The story of Jayne’s discipleship is but one example. She discovers – painfully, gradually, at considerable personal cost – that she is beloved of God, that she is worthy of God’s love, not just because of her considerable gifts, but in the darkest and, as she wrestles with acceptance, the most shameful parts of her identity. She learns, in the process, that the very thing that she thought incapable of being loved becomes, by the mystery of the gospel, the raw material for what God will do with her, her vocation. “What will it profit them if they gain the whole world but forfeit their life?” says Jesus. The cost of discovering the answer to that question, for her, appears to have been significant and, knowing her as I do, remains powerfully real. But it is the discovery of this belovedness – just love as she puts it, that becomes the source of her identity, her healing and her ministry.

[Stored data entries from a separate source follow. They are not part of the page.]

#[cfg(test)]
mod tests {
    use super::*;
    use crate::arch::ArchInfo;
    use crate::config::RepositoryConfig;
    use tempfile::TempDir;

    struct Fixture {
        _dir: TempDir,
        index: PackageIndex,
        repos: RepositoryRegistry,
    }

    impl Fixture {
        fn new() -> Self {
            let dir = tempfile::tempdir().unwrap();
            let mut repos =
                RepositoryRegistry::new(ArchInfo::new("x86_64"), dir.path(), dir.path().join("p"));
            repos
                .add_repository(&RepositoryConfig::with_baseurl("base", "https://example.com/base/"))
                .unwrap();
            let mut updates = RepositoryConfig::with_baseurl("updates", "https://example.com/up/");
            updates.priority = Some(10);
            repos.add_repository(&updates).unwrap();

            Self {
                _dir: dir,
                index: PackageIndex::in_memory().unwrap(),
                repos,
            }
        }

        fn add(&mut self, repo: &str, name: &str, arch: &str, version: &str) {
            let key = PackageKey::new(name, arch, version, "1");
            let mut pkg = CandidatePackage::new(repo, &key, "sum", 10, format!("{}.rpm", key));
            pkg.files = vec![format!("/usr/bin/{}", name)];
            self.index.insert_package(&mut pkg).unwrap();
        }

        fn sack(&self) -> Sack<'_> {
            Sack::new(&self.index, &self.repos)
        }
    }

    fn selected_names(selector: &Selector) -> Vec<String> {
        selector
            .transaction()
            .keys()
            .map(|k| format!("{}.{}", k.name, k.arch))
            .collect()
    }

    #[test]
    fn test_select_picks_highest_version() {
        let mut fx = Fixture::new();
        fx.add("base", "bash", "x86_64", "5.1");
        fx.add("base", "bash", "x86_64", "5.2");
        fx.add("base", "bash", "i686", "5.2");

        let mut selector = Selector::new();
        let keys = selector.select_package(fx.sack(), "bash").unwrap().found().unwrap();
        // Same version: the native arch is preferred
        assert_eq!(keys, vec![PackageKey::new("bash", "x86_64", "5.2", "1")]);

        let mut selector = Selector::new();
        let keys = selector
            .select_package(fx.sack(), "bash.i686")
            .unwrap()
            .found()
            .unwrap();
        assert_eq!(keys, vec![PackageKey::new("bash", "i686", "5.2", "1")]);
    }

    #[test]
    fn test_priority_breaks_version_ties() {
        let mut fx = Fixture::new();
        fx.add("base", "zlib", "x86_64", "1.3");
        fx.add("updates", "zlib", "x86_64", "1.3");

        let mut selector = Selector::new();
        selector.select_package(fx.sack(), "zlib").unwrap().found().unwrap();
        let member = selector.transaction().members().next().unwrap();
        assert_eq!(member.package.repo_id, "updates");
    }

    #[test]
    fn test_incompatible_arch_is_not_selected() {
        let mut fx = Fixture::new();
        fx.add("base", "firmware", "aarch64", "1.0");

        let mut selector = Selector::new();
        let result = selector.select_package(fx.sack(), "firmware").unwrap();
        assert_eq!(result.message(), Some("No package(s) available to install"));
        assert!(selector.transaction().is_empty());
    }

    #[test]
    fn test_glob_selects_one_per_name() {
        let mut fx = Fixture::new();
        fx.add("base", "python3", "x86_64", "3.12");
        fx.add("base", "python3-libs", "x86_64", "3.12");
        fx.add("base", "python3-libs", "x86_64", "3.11");

        let mut selector = Selector::new();
        let keys = selector.select_package(fx.sack(), "python3*").unwrap().found().unwrap();
        assert_eq!(keys.len(), 2);
    }

    #[test]
    fn test_deselect_is_idempotent() {
        let mut fx = Fixture::new();
        fx.add("base", "vim", "x86_64", "9.1");

        let mut selector = Selector::new();
        let _ = selector.select_package(fx.sack(), "vim").unwrap();

        let first = selector.deselect_package(fx.sack(), "vim.x86_64").unwrap();
        assert!(first.is_found());
        assert!(selector.transaction().is_empty());

        let second = selector.deselect_package(fx.sack(), "vim.x86_64").unwrap();
        assert_eq!(second.message(), Some("No such package vim.x86_64 to remove"));
        assert!(selector.transaction().is_empty());
    }

    #[test]
    fn test_deselect_falls_back_to_index_search() {
        let mut fx = Fixture::new();
        fx.add("base", "kernel", "x86_64", "6.8");
        fx.add("base", "kernel-core", "x86_64", "6.8");

        let mut selector = Selector::new();
        let _ = selector.select_package(fx.sack(), "kernel*").unwrap();
        assert_eq!(selector.transaction().len(), 2);

        let removed = selector.deselect_package(fx.sack(), "kernel-c*").unwrap();
        assert_eq!(removed.found().unwrap().len(), 1);
        assert_eq!(selected_names(&selector), vec!["kernel.x86_64"]);
    }

    #[test]
    fn test_checklist_reports_missing_in_registration_order() {
        let mut selector = Selector::new();
        selector.check_package("kernel");
        selector.check_package("bash");
        selector.check_package("grub2");
        selector.check_package("kernel");

        assert!(selector.verify_checklist(["bash", "kernel", "grub2"]).is_ok());

        match selector.verify_checklist(["bash"]) {
            Err(Error::RequiredPackageMissing(names)) => {
                assert_eq!(names, vec!["kernel", "grub2"]);
            }
            other => panic!("unexpected result: {:?}", other),
        }
    }

    #[test]
    fn test_install_has_file() {
        let mut fx = Fixture::new();
        fx.add("base", "coreutils", "x86_64", "9.4");

        let mut selector = Selector::new();
        assert!(!selector.install_has_file("/usr/bin/coreutils"));
        let _ = selector.select_package(fx.sack(), "coreutils").unwrap();
        assert!(selector.install_has_file("/usr/bin/coreutils"));
        assert!(!selector.install_has_file("/usr/bin/ls"));
    }

    #[test]
    fn test_unknown_group_is_not_found() {
        let fx = Fixture::new();
        let mut selector = Selector::new();
        let result = selector
            .select_group(fx.sack(), "nonexistent", GroupMode::All)
            .unwrap();
        assert!(!result.is_found());
    }

    #[test]
    fn test_group_modes() {
        let mut fx = Fixture::new();
        for name in ["m1", "d1", "d2", "o1"] {
            fx.add("base", name, "noarch", "1.0");
        }
        let mut group = Group::new("g", "G");
        group.repo_id = "base".to_string();
        group.mandatory_packages = vec!["m1".to_string()];
        group.default_packages = vec!["d1".to_string(), "d2".to_string()];
        group.optional_packages = vec!["o1".to_string(), "missing".to_string()];
        fx.index.insert_group(&group).unwrap();

        let mut selector = Selector::new();
        let _ = selector.select_group(fx.sack(), "g", GroupMode::Default).unwrap();
        assert_eq!(
            selected_names(&selector),
            vec!["d1.noarch", "d2.noarch", "m1.noarch"]
        );

        let mut selector = Selector::new();
        let keys = selector
            .select_group(fx.sack(), "g", GroupMode::Required)
            .unwrap()
            .found()
            .unwrap();
        assert_eq!(selected_names(&selector), vec!["m1.noarch"]);
        assert_eq!(keys.len(), 1);

        let mut selector = Selector::new();
        let _ = selector.select_group(fx.sack(), "g", GroupMode::All).unwrap();
        assert_eq!(selector.transaction().len(), 4);
    }

    #[test]
    fn test_conditionals_survive_partial_deselect() {
        let mut fx = Fixture::new();
        for name in ["dep", "p1", "p2"] {
            fx.add("base", name, "noarch", "1.0");
        }
        let mut group = Group::new("extras", "Extras");
        group.mandatory_packages = vec!["dep".to_string()];
        group.conditional_packages = vec![
            ("p1".to_string(), "dep".to_string()),
            ("p2".to_string(), "dep".to_string()),
        ];
        fx.index.insert_group(&group).unwrap();

        let mut selector = Selector::new();
        let _ = selector
            .select_group(fx.sack(), "extras", GroupMode::Default)
            .unwrap();
        assert_eq!(selector.transaction().len(), 3);

        let _ = selector.deselect_package(fx.sack(), "p1.noarch").unwrap();
        let refs = selector.transaction().conditional_keys("dep");
        assert_eq!(refs, vec![PackageKey::new("p2", "noarch", "1.0", "1")]);
        assert!(selector.transaction().contains_name("dep"));

        // Applying conditionals must not bring p1 back
        let added = selector.transaction_mut().apply_conditionals();
        assert!(added.is_empty());
        assert!(!selector.transaction().contains_name("p1"));
    }

    #[test]
    fn test_conditional_applied_once_trigger_selected() {
        let mut fx = Fixture::new();
        fx.add("base", "bash", "x86_64", "5.2");
        fx.add("base", "bash-completion", "noarch", "2.11");
        let mut group = Group::new("shell", "Shell");
        group.conditional_packages = vec![("bash-completion".to_string(), "bash".to_string())];
        fx.index.insert_group(&group).unwrap();

        let mut selector = Selector::new();
        let _ = selector
            .select_group(fx.sack(), "shell", GroupMode::Default)
            .unwrap();
        assert!(selector.transaction().is_empty());

        let _ = selector.select_package(fx.sack(), "bash").unwrap();
        let added = selector.transaction_mut().apply_conditionals();
        assert_eq!(added.len(), 1);
        assert!(selector.transaction().contains_name("bash-completion"));
    }

    #[test]
    fn test_deselect_drops_pending_conditional() {
        let mut fx = Fixture::new();
        fx.add("base", "p1", "x86_64", "1.0");
        fx.add("base", "dep", "x86_64", "1.0");
        let mut group = Group::new("tools", "Tools");
        group.conditional_packages = vec![("dep".to_string(), "p1".to_string())];
        fx.index.insert_group(&group).unwrap();

        let mut selector = Selector::new();
        let _ = selector
            .select_group(fx.sack(), "tools", GroupMode::Default)
            .unwrap();
        assert_eq!(selector.transaction().conditional_keys("p1").len(), 1);

        let removed = selector.deselect_package(fx.sack(), "dep").unwrap();
        assert_eq!(
            removed.found().unwrap(),
            vec![PackageKey::new("dep", "x86_64", "1.0", "1")]
        );
        assert!(selector.transaction().conditional_keys("p1").is_empty());

        let _ = selector.select_package(fx.sack(), "p1").unwrap();
        let added = selector.transaction_mut().apply_conditionals();
        assert!(added.is_empty());
        assert_eq!(selected_names(&selector), vec!["p1.x86_64"]);

        let again = selector.deselect_package(fx.sack(), "dep").unwrap();
        assert!(!again.is_found());
    }
}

And what about you and me? Have we learned to lay down our lives that we might gain them? How might we know? Well, perhaps the answer to that question lies in where you are your most vulnerable. What do you hide from the world, or from yourself, or from God? It could be something, like Jayne, to do with your identity. It could be something from your past that is a source of shame or trauma. Or it could be that there is simply parts of your life that remain untouched by the gospel of laying down in order to find. Money, status, ambition are three areas where we are so easily tempted to shy away from bringing to the foot of the cross. Whatever these are, Jesus invites you to bring them to him, perhaps because he can be trusted with them more than anyone else, but also because it is in our vulnerabilities that God can be seen to be doing his most powerful work. Imagine knowing yourself loved by God in these very places of apparent weakness. Imagine those things being used by God in such a way that, even as we continue to wrestle with them, they become a source of strength and service. Imagine how others might also find common ground with us when we allow our darkness to be brought into the light.
The Gospel isn’t about heroic self-assertion, battling on regardless, or ignoring the aching pain that is often within. It is just Love: first, to know oneself loved by God, even in the places we thought unlovable; and then, offering the whole of life – including those parts of our lives we thought beyond redemption – to become the source of our loving and serving. For those who want to save their life will lose it, and those who lose their life for my sake will find it. That is the Gospel’s mystery and its path through this life to the world to come. Amen.